A lire aussi: Après cette crise, «le monde sera différent», selon BlackRock
Unilever s’est révélé un modèle. Le groupe de consommation obtient de S&P une note durable record de 89 points (sur 100). Le groupe était très bien préparé et il a bien géré ses relations avec ses employés et ses clients. De plus, la société a effectué un don de 100 millions d’euros pour l’achat de savon, de désinfectant et de nourriture et a accordé 500 millions d’euros de report de paiement aux sous-traitants.
Meilleure résistance à la baisse
Avant le Covid-19, les études soulignaient déjà la capacité des placements ESG à résister aux marchés baissiers. Dan Lefkovitz, analyste auprès de la société de recherche en fonds de placement Morningstar, montrait en février que 72% des indices d’actions intégrant les critères ESG ont moins baissé que les autres pendant les corrections baissières des cinq dernières années. Dan Lefkovitz ajoute que «l’importance des facteurs ESG a été renforcée par la crise». Morningstar démontre que 51 des 57 indices en actions passés au filtre des critères ESG ont surperformé les principaux indices boursiers. C’est vrai pour les poids lourds de la cote américaine, comme Microsoft et Visa, ou en Asie, pour les leaders ESG comme Alibaba et NTT Docomo.
A lire aussi: La gestion passive, bientôt leader de l'investissement durable
Alexandre Tavazzi, stratégiste global de Pictet Wealth Management, voit dans la crise un accélérateur, au moins indirect, pour les critères ESG dans la mesure où «beaucoup d’entreprises se sont rendu compte qu’il était compliqué d’avoir des centres de production et d’assemblage très éloignés les uns des autres. Et cela n’est pas compatible avec la durabilité», explique-t-il. De même, les responsables d’entreprise pourraient sentir une pression quant à la possibilité de s’endetter pour payer des dividendes ou racheter des titres de la part des marchés ou de nouvelles règles mises en place par les gouvernements ou les régulateurs.
Penser «l’impensable»
Ce d’autant que la crise actuelle aide à «penser l’impensable», souligne de son côté Tamara Hardegger, directrice de l’Association suisse pour des investissements responsables (ASIR). Donc à réfléchir aux pertes financières potentielles d’une transition climatique et écologique soudaine, exponentielle et rapide, ajoute-t-elle. La finance durable peut en bénéficier. C’est aussi le sentiment de l’expert de Vontobel, qui fait part d’un intérêt marqué de la clientèle depuis la crise, en particulier en provenance de fondations, d’institutions religieuses ou de particuliers fortunés.
On comprend pourquoi BlackRock, le leader mondial de la gestion d’actifs, prévoit que les actifs placés dans les ETF et les fonds durables vont être multipliés par six d’ici à 2030 et atteindre 1200 milliards de dollars.
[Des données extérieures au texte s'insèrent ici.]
/* 3rd party libraries */
use clap::{value_parser, Arg, ArgMatches, Command};
use env_logger::Env;
use log::{error, info};
use std::sync::Arc;
use std::thread::{sleep, Builder};
use std::time::Duration;

/* Custom libraries */
use elevator_dispatch::config::{self, Config};
use elevator_dispatch::unwrap_or_exit;
use elevator_dispatch::{Building, Dispatcher, RequestGenerator};

const STATUS_PERIOD: Duration = Duration::from_secs(1);

fn cli() -> Command<'static> {
    Command::new("elevator-dispatch")
        .about("Simulates a fleet of elevators serving random hall calls")
        .arg(
            Arg::new("config")
                .short('c')
                .long("config")
                .takes_value(true)
                .default_value("config.toml")
                .help("Path to the TOML configuration file"),
        )
        .arg(
            Arg::new("floors")
                .long("floors")
                .takes_value(true)
                .value_parser(value_parser!(u8))
                .help("Override the number of floors"),
        )
        .arg(
            Arg::new("elevators")
                .long("elevators")
                .takes_value(true)
                .value_parser(value_parser!(u8))
                .help("Override the number of elevators"),
        )
        .arg(
            Arg::new("requests")
                .long("requests")
                .takes_value(true)
                .value_parser(value_parser!(u64))
                .help("Stop after this many requests and exit once the fleet is idle"),
        )
        .arg(
            Arg::new("seed")
                .long("seed")
                .takes_value(true)
                .value_parser(value_parser!(u64))
                .help("Seed for the request generator"),
        )
        .arg(
            Arg::new("log-level")
                .long("log-level")
                .takes_value(true)
                .default_value("info")
                .help("Default log filter, RUST_LOG takes precedence"),
        )
}

fn apply_overrides(config: &mut Config, matches: &ArgMatches) {
    if let Some(n_floors) = matches.get_one::<u8>("floors") {
        config.building.n_floors = *n_floors;
    }
    if let Some(n_elevators) = matches.get_one::<u8>("elevators") {
        config.building.n_elevators = *n_elevators;
    }
    if let Some(seed) = matches.get_one::<u64>("seed") {
        config.generator.seed = Some(*seed);
    }
}

/* Main */
fn main() {
    let matches = cli().get_matches();

    // Initialize logging
    let log_level = matches
        .get_one::<String>("log-level")
        .map(String::as_str)
        .unwrap_or("info");
    env_logger::Builder::from_env(Env::default().default_filter_or(log_level)).init();

    // Load the configuration
    let config_path = matches
        .get_one::<String>("config")
        .map(String::as_str)
        .unwrap_or("config.toml");
    let mut config = unwrap_or_exit!(config::load_config(config_path), "load config");
    apply_overrides(&mut config, &matches);
    unwrap_or_exit!(config.validate(), "validate config");
    let limit = matches.get_one::<u64>("requests").copied();

    // Start the dispatcher and one movement loop per elevator
    let building = unwrap_or_exit!(
        Building::new(config.building.n_floors, config.building.n_elevators),
        "build the building"
    );
    let mut dispatcher = Dispatcher::new(building, &config.elevator, None);
    unwrap_or_exit!(dispatcher.start(), "start elevators");
    let dispatcher = Arc::new(dispatcher);

    // Start the request generator
    let generator = RequestGenerator::new(
        config.building.n_floors,
        config.generator.request_interval(),
        config.generator.seed,
    );
    let generator_dispatcher = dispatcher.clone();
    let generator_thread = Builder::new().name("request_generator".into());
    let generator_handle = unwrap_or_exit!(
        generator_thread.spawn(move || generator.run(&generator_dispatcher, limit)),
        "spawn the request generator"
    );

    loop {
        sleep(STATUS_PERIOD);

        match dispatcher.snapshot() {
            Ok(snapshot) => match serde_json::to_string(&snapshot) {
                Ok(json) => info!("Fleet: {}", json),
                Err(e) => error!("Failed to serialize fleet snapshot: {}", e),
            },
            Err(e) => error!("Failed to read fleet snapshot: {}", e),
        }

        if generator_handle.is_finished() && dispatcher.is_quiescent().unwrap_or(false) {
            break;
        }
    }

    info!("All requests served, shutting down");
}
/***************************************/
/*        3rd party libraries          */
/***************************************/
use std::sync::Arc;

/***************************************/
/*           Local modules             */
/***************************************/
use crate::building::Elevator;
use crate::shared::{DispatchError, DispatchResult};

/**
 * The building served by the dispatcher.
 *
 * Immutable after construction. Elevators are numbered 1..=`n_elevators`
 * and all start parked at floor 0.
 */
#[derive(Debug)]
pub struct Building {
    n_floors: u8,
    elevators: Vec<Arc<Elevator>>,
}

impl Building {
    pub fn new(n_floors: u8, n_elevators: u8) -> DispatchResult<Building> {
        if n_floors == 0 || n_elevators == 0 {
            return Err(DispatchError::InvalidBuilding {
                n_floors,
                n_elevators,
            });
        }

        Ok(Building {
            n_floors,
            elevators: (1..=n_elevators).map(|id| Arc::new(Elevator::new(id))).collect(),
        })
    }

    pub fn n_floors(&self) -> u8 {
        self.n_floors
    }

    pub fn top_floor(&self) -> u8 {
        self.n_floors - 1
    }

    pub fn elevators(&self) -> &[Arc<Elevator>] {
        &self.elevators
    }

    pub fn elevator(&self, id: u8) -> Option<&Arc<Elevator>> {
        self.elevators.iter().find(|elevator| elevator.id() == id)
    }

    pub fn contains_floor(&self, floor: u8) -> bool {
        floor < self.n_floors
    }
}
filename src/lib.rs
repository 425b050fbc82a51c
//! Multi-elevator dispatch simulation.
//!
//! A [`Dispatcher`] assigns hall calls to the nearest eligible elevator and
//! runs one [`ElevatorFSM`] thread per car. Each car sweeps its current
//! direction until that stop queue is empty before it turns around.

/* Modules */
pub mod building;
pub mod config;
pub mod coordinator;
pub mod elevator;
pub mod generator;
pub mod shared;

/* Re-exports */
pub use building::{Building, Elevator};
pub use config::Config;
pub use coordinator::Dispatcher;
pub use elevator::{ElevatorFSM, StopQueues};
pub use generator::RequestGenerator;
pub use shared::{
    Assignment, Direction, DispatchError, DispatchEvent, ElevatorRequest, ElevatorState,
};
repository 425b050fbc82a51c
pub mod dispatcher;

pub use dispatcher::Dispatcher;
pub mod building;
pub mod elevator;

pub use building::Building;
pub use elevator::Elevator;
pub use elevator::Position;
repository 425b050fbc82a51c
/***************************************/
/*        3rd party libraries          */
/***************************************/
use serde::Deserialize;
use serde::Serialize;

/***************************************/
/*           Local modules             */
/***************************************/
use crate::shared::DispatchError;

/***************************************/
/*       Public data structures        */
/***************************************/
#[derive(Serialize, Deserialize, Debug, Clone, Copy, PartialEq, Eq, Hash)]
#[serde(rename_all = "lowercase")]
pub enum Direction {
    Up,
    Down,
    Idle,
}

impl Direction {
    pub fn opposite(self) -> Direction {
        match self {
            Direction::Up => Direction::Down,
            Direction::Down => Direction::Up,
            Direction::Idle => Direction::Idle,
        }
    }

    /// Direction of travel from `from` to `to`, `Idle` when already there.
    pub fn towards(from: u8, to: u8) -> Direction {
        if to > from {
            Direction::Up
        } else if to < from {
            Direction::Down
        } else {
            Direction::Idle
        }
    }
}

/**
 * A hall call: somebody at `floor` wants to travel in `direction`.
 *
 * Requests are plain values. A request never carries `Direction::Idle`,
 * so the fields are only reachable through the constructors.
 */
#[derive(Serialize, Debug, Clone, Copy, PartialEq, Eq)]
pub struct ElevatorRequest {
    floor: u8,
    direction: Direction,
}

impl ElevatorRequest {
    pub fn new(floor: u8, direction: Direction) -> Result<ElevatorRequest, DispatchError> {
        if direction == Direction::Idle {
            return Err(DispatchError::InvalidDirection { floor });
        }
        Ok(ElevatorRequest { floor, direction })
    }

    pub fn up(floor: u8) -> ElevatorRequest {
        ElevatorRequest {
            floor,
            direction: Direction::Up,
        }
    }

    pub fn down(floor: u8) -> ElevatorRequest {
        ElevatorRequest {
            floor,
            direction: Direction::Down,
        }
    }

    pub fn floor(&self) -> u8 {
        self.floor
    }

    pub fn direction(&self) -> Direction {
        self.direction
    }
}

/// Read-only snapshot of one elevator.
#[derive(Serialize, Deserialize, Debug, Clone, Copy, PartialEq, Eq)]
pub struct ElevatorState {
    pub id: u8,
    pub floor: u8,
    pub direction: Direction,
}

/// Outcome of running the selection policy for a single request.
#[derive(Debug)]
pub enum Assignment {
    /// `immediate` is set when the elevator was already at the requested floor.
    Assigned { elevator_id: u8, immediate: bool },
    Unassignable,
    Failed(DispatchError),
}

impl Assignment {
    pub fn elevator_id(&self) -> Option<u8> {
        match self {
            Assignment::Assigned { elevator_id, .. } => Some(*elevator_id),
            _ => None,
        }
    }
}
/***************************************/
/*        3rd party libraries          */
/***************************************/
use crossbeam_channel as cbc;
use log::warn;
use std::collections::BTreeSet;
use std::sync::{Mutex, MutexGuard};

/***************************************/
/*           Local modules             */
/***************************************/
use crate::shared::{Direction, DispatchError, DispatchResult};

/**
 * Pending stops of one elevator, split by service direction.
 *
 * Each set has its own lock. Up stops are served lowest floor first and down
 * stops highest floor first. Every insertion drops a token in the wake
 * channel so an idle movement loop re-evaluates without polling.
 *
 * # Fields
 * - `elevator_id`:     Owner of the queues, used in errors and logs.
 * - `up`:              Floors waiting for upward service.
 * - `down`:            Floors waiting for downward service.
 * - `wake_tx`:         Signals the movement loop that a stop was added.
 * - `wake_rx`:         Receiving side, handed to the movement loop.
 */
pub struct StopQueues {
    elevator_id: u8,
    up: Mutex<BTreeSet<u8>>,
    down: Mutex<BTreeSet<u8>>,
    wake_tx: cbc::Sender<()>,
    wake_rx: cbc::Receiver<()>,
}

impl StopQueues {
    pub fn new(elevator_id: u8) -> StopQueues {
        let (wake_tx, wake_rx) = cbc::bounded::<()>(1);
        StopQueues {
            elevator_id,
            up: Mutex::new(BTreeSet::new()),
            down: Mutex::new(BTreeSet::new()),
            wake_tx,
            wake_rx,
        }
    }

    /// Returns `false` if the floor was already pending in that direction.
    pub fn add_stop(&self, direction: Direction, floor: u8) -> DispatchResult<bool> {
        let set = self
            .set(direction)
            .ok_or(DispatchError::InvalidDirection { floor })?;
        let inserted = self.lock(set)?.insert(floor);

        // A full channel already holds a wake-up
        let _ = self.wake_tx.try_send(());
        Ok(inserted)
    }

    /// Removes and returns the nearest stop in the direction of travel.
    pub fn pop_next(&self, direction: Direction) -> DispatchResult<Option<u8>> {
        let Some(set) = self.set(direction) else {
            return Ok(None);
        };
        let mut set = self.lock(set)?;
        Ok(match direction {
            Direction::Up => set.pop_first(),
            _ => set.pop_last(),
        })
    }

    /**
     * Swaps `target` for a pending stop that lies on the way to it.
     *
     * A car at `floor` heading for `target` takes the nearest stop in
     * `[floor, target)` when going up, or `(target, floor]` when going down.
     * The old target goes back into the set. Returns the new target, or `None`
     * when nothing lies on the way.
     */
    pub fn take_on_the_way(
        &self,
        direction: Direction,
        floor: u8,
        target: u8,
    ) -> DispatchResult<Option<u8>> {
        let Some(set) = self.set(direction) else {
            return Ok(None);
        };
        let mut set = self.lock(set)?;
        let nearer = match direction {
            Direction::Up if floor < target => set.range(floor..target).next().copied(),
            Direction::Down if floor > target => set.range(target + 1..=floor).next_back().copied(),
            _ => None,
        };

        if let Some(stop) = nearer {
            set.remove(&stop);
            set.insert(target);
        }
        Ok(nearer)
    }

    pub fn has_stops(&self, direction: Direction) -> DispatchResult<bool> {
        match self.set(direction) {
            Some(set) => Ok(!self.lock(set)?.is_empty()),
            None => Ok(false),
        }
    }

    /// Pending floors in service order.
    pub fn pending(&self, direction: Direction) -> DispatchResult<Vec<u8>> {
        let Some(set) = self.set(direction) else {
            return Ok(Vec::new());
        };
        let set = self.lock(set)?;
        Ok(match direction {
            Direction::Up => set.iter().copied().collect(),
            _ => set.iter().rev().copied().collect(),
        })
    }

    pub fn is_empty(&self) -> DispatchResult<bool> {
        Ok(!self.has_stops(Direction::Up)? && !self.has_stops(Direction::Down)?)
    }

    pub fn wake_rx(&self) -> cbc::Receiver<()> {
        self.wake_rx.clone()
    }

    pub fn recover(&self) {
        for set in [&self.up, &self.down] {
            if set.is_poisoned() {
                warn!("Elevator {} recovering poisoned stop set", self.elevator_id);
                set.clear_poison();
            }
        }
    }

    fn set(&self, direction: Direction) -> Option<&Mutex<BTreeSet<u8>>> {
        match direction {
            Direction::Up => Some(&self.up),
            Direction::Down => Some(&self.down),
            Direction::Idle => None,
        }
    }

    fn lock<'a>(&self, set: &'a Mutex<BTreeSet<u8>>) -> DispatchResult<MutexGuard<'a, BTreeSet<u8>>> {
        set.lock().map_err(|_| DispatchError::Poisoned(self.elevator_id))
    }
}
//! Point-to-segment projection.

use crate::point::Point;

/// Clamped projection of a point onto a line segment.
#[derive(Debug, Clone, Copy, PartialEq)]
pub struct SegmentProjection {
    /// The closest point on the segment.
    pub point: Point,
    /// Projection parameter in `[0, 1]` along `a -> b`.
    pub t: f64,
    /// Distance from the query point to [`SegmentProjection::point`].
    pub distance: f64,
}

/// Projects `p` onto the segment from `a` to `b`, clamping to the endpoints.
///
/// A zero-length segment projects onto `a` with `t == 0`.
pub fn project_onto_segment(p: Point, a: Point, b: Point) -> SegmentProjection {
    let dx = b.x - a.x;
    let dy = b.y - a.y;
    let len_sq = dx * dx + dy * dy;

    let t = if len_sq > 0.0 {
        (((p.x - a.x) * dx + (p.y - a.y) * dy) / len_sq).clamp(0.0, 1.0)
    } else {
        0.0
    };

    let point = Point::new(a.x + dx * t, a.y + dy * t);
    SegmentProjection {
        point,
        t,
        distance: p.distance_to(&point),
    }
}

#[cfg(test)]
mod tests {
    use super::*;
    use approx::assert_abs_diff_eq;

    #[test]
    fn projects_onto_segment_interior() {
        let proj = project_onto_segment(
            Point::new(0.5, 0.3),
            Point::new(0.0, 0.0),
            Point::new(1.0, 0.0),
        );
        assert_abs_diff_eq!(proj.t, 0.5, epsilon = 1e-12);
        assert_abs_diff_eq!(proj.point.y, 0.0, epsilon = 1e-12);
        assert_abs_diff_eq!(proj.distance, 0.3, epsilon = 1e-12);
    }

    #[test]
    fn clamps_to_start_endpoint() {
        let proj = project_onto_segment(
            Point::new(-1.0, 0.0),
            Point::new(0.0, 0.0),
            Point::new(1.0, 0.0),
        );
        assert_eq!(proj.t, 0.0);
        assert_eq!(proj.point, Point::new(0.0, 0.0));
        assert_abs_diff_eq!(proj.distance, 1.0, epsilon = 1e-12);
    }

    #[test]
    fn clamps_to_end_endpoint() {
        let proj = project_onto_segment(
            Point::new(2.0, 1.0),
            Point::new(0.0, 0.0),
            Point::new(1.0, 0.0),
        );
        assert_eq!(proj.t, 1.0);
        assert_eq!(proj.point, Point::new(1.0, 0.0));
    }

    #[test]
    fn degenerate_segment_projects_onto_a() {
        let a = Point::new(0.4, 0.4);
        let proj = project_onto_segment(Point::new(0.4, 0.9), a, a);
        assert_eq!(proj.t, 0.0);
        assert_eq!(proj.point, a);
        assert_abs_diff_eq!(proj.distance, 0.5, epsilon = 1e-12);
    }
}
Dans une note, Philipp Hildebrand, numéro deux du gérant d’actifs, l’assure d’ailleurs: «Le mouvement tectonique de réallocation des actifs dans des stratégies d’investissement durable est en cours et ne pourra qu’aller en s’accélérant.» Et l’ancien président de la Banque nationale suisse de pointer «les meilleurs résultats pour les portefeuilles intégrant ces stratégies».
Selon le magazine Barron’s, le gérant entend en profiter en créant une nouvelle version durable de l’indice S&P 500, en excluant par exemple les énergies fossiles.